Who Needs Congress When King Obama Can Bankrupt The Coal Industry On His Own?
The Obama administration is apparently considering using the EPA’s regulatory authority to bypass Congress in implementing a cape-and-trade system. Meaning that Obama could implement policy that would limit the productivity of just about every business in this country without even having that policy voted on by the elected representatives of the people in Congress.
President-elect Barack Obama and Congressional Democrats might bypass major congressional debate and begin to construct a national cap-and-trade mechanism through regulation at the Environmental Protection Agency.
For an idea of just how problematic this is, remember that everything we do emits carbon. The act of merely exhaling emits carbon, and while the idea of the EPA monitoring and regulating the exhalations of a given business’ employees (I doubt even President-elect Hope ‘N Change – the man who once glibly promised the bankruptcy of the coal industry through cap and trade – has the political capital for that), it’s not within the realm of possibly that even business with a couple of company cars or a carbon-emitting heating system could soon be forced to buy carbon credits from the government.
Now, liberals will claim that this system isn’t so bad because certain big-business types love it, but let’s remember that big business only loves cap and trade because they know that it will stagnate their smaller competition. A big multi-national corporation can afford to comply with carbon credit regulations. That multi-national’s smaller, regional and local competitors may or may not be able to.
And before anyone talks about exempting small businesses, let’s remember the trickle down effect. How many small internet entrepreneurs are dependent on delivery services like FedEx and UPS to bring their goods to their customers? What do you think happens to those entrepreneurs when their shipping costs double because FedEx and UPS have to start buying enough carbon credits to cover their respective fleets of delivery and shipping vehicles?

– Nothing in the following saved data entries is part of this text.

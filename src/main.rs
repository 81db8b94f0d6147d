use anyhow::Context;
use campaign_dash::core::ConfigProvider;
use campaign_dash::utils::error::ErrorSeverity;
use campaign_dash::utils::logger::LogFormat;
use campaign_dash::utils::validation::Validate;
use campaign_dash::{CliConfig, Dashboard, DashboardError, Logger, OutputFormat, TomlConfig};
use clap::Parser;

#[tokio::main]
async fn main() -> anyhow::Result<()> {
    let cli = CliConfig::parse();

    let exit_code = match &cli.config {
        Some(path) => {
            let mut config = TomlConfig::from_file(path)
                .with_context(|| format!("Failed to load config file '{}'", path))?;
            // 命令列參數覆蓋設定檔
            cli.apply_to(&mut config);
            let logger = Logger::new(config.logging.format(), config.logging.verbose);
            let format = config.output.format;
            run(config, &cli, format, logger).await?
        }
        None => {
            let logger = if cli.json_logs {
                Logger::new(LogFormat::Json, cli.verbose)
            } else {
                Logger::cli(cli.verbose)
            };
            run(cli.clone(), &cli, cli.output_format(), logger).await?
        }
    };

    if exit_code > 0 {
        std::process::exit(exit_code);
    }
    Ok(())
}

async fn run<C: ConfigProvider + Validate>(
    config: C,
    cli: &CliConfig,
    format: OutputFormat,
    logger: Logger,
) -> anyhow::Result<i32> {
    logger.in_scope(|| tracing::info!("🚀 Starting campaign-dash"));

    if let Err(e) = config.validate().and_then(|_| cli.validate()) {
        report(&logger, "Configuration validation failed", &e);
        return Ok(1);
    }

    let dashboard = match Dashboard::new(config, logger.clone()) {
        Ok(dashboard) => dashboard,
        Err(e) => {
            report(&logger, "Failed to set up the dashboard", &e);
            return Ok(1);
        }
    };

    let has_api = dashboard.config().api_endpoint().is_some();
    if !has_api && cli.csv.is_none() {
        eprintln!("Nothing to do: pass --api-endpoint and/or --csv");
        return Ok(1);
    }

    let mut worst: Option<ErrorSeverity> = None;

    // API 與 CSV 兩條路徑互不影響
    if has_api {
        match dashboard.load_api_data().await {
            Ok(data) => println!("{}", serde_json::to_string_pretty(&data)?),
            Err(e) => {
                report(&logger, "API request failed", &e);
                worst = worst.max(Some(e.severity()));
            }
        }
    }

    if let Some(path) = &cli.csv {
        let result = std::fs::read(path)
            .map_err(DashboardError::from)
            .and_then(|bytes| dashboard.process_upload(&bytes, cli.start, cli.end));

        match result {
            Ok(view) => match format {
                OutputFormat::Csv => print!("{}", view.table.to_csv()?),
                OutputFormat::Json => {
                    let output = serde_json::json!({
                        "range": view.range,
                        "rows_read": view.rows_read,
                        "table": view.table.table().to_records(),
                        "chart": view.table.chart_series(),
                    });
                    println!("{}", serde_json::to_string_pretty(&output)?);
                }
            },
            Err(e) => {
                report(&logger, "CSV processing failed", &e);
                worst = worst.max(Some(e.severity()));
            }
        }
    }

    // 根據錯誤嚴重程度決定退出碼
    Ok(match worst {
        None | Some(ErrorSeverity::Low) => 0,
        Some(ErrorSeverity::Medium) => 2,
        Some(ErrorSeverity::High) => 1,
        Some(ErrorSeverity::Critical) => 3,
    })
}

fn report(logger: &Logger, context: &str, e: &DashboardError) {
    logger.in_scope(|| {
        tracing::error!(
            "❌ {}: {} (Category: {:?}, Severity: {:?})",
            context,
            e,
            e.category(),
            e.severity()
        );
        tracing::error!("💡 Recovery suggestion: {}", e.recovery_suggestion());
    });
    eprintln!("❌ {}", e.user_friendly_message());
    eprintln!("💡 Suggestion: {}", e.recovery_suggestion());
}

Cap and trade isn’t just bad policy. It’s more than that. It’s a backdoor to socialism. Remember that socialism is a system of government where the government itself owns the means of production. Well if nobody in this country can produce anything without having first bought the permission to do so from a government agency, is that not socialism?
What’s worse is that we’re considering this madness because of a trumped up hysteria about global warming, which may not even be caused by human activity in the first place.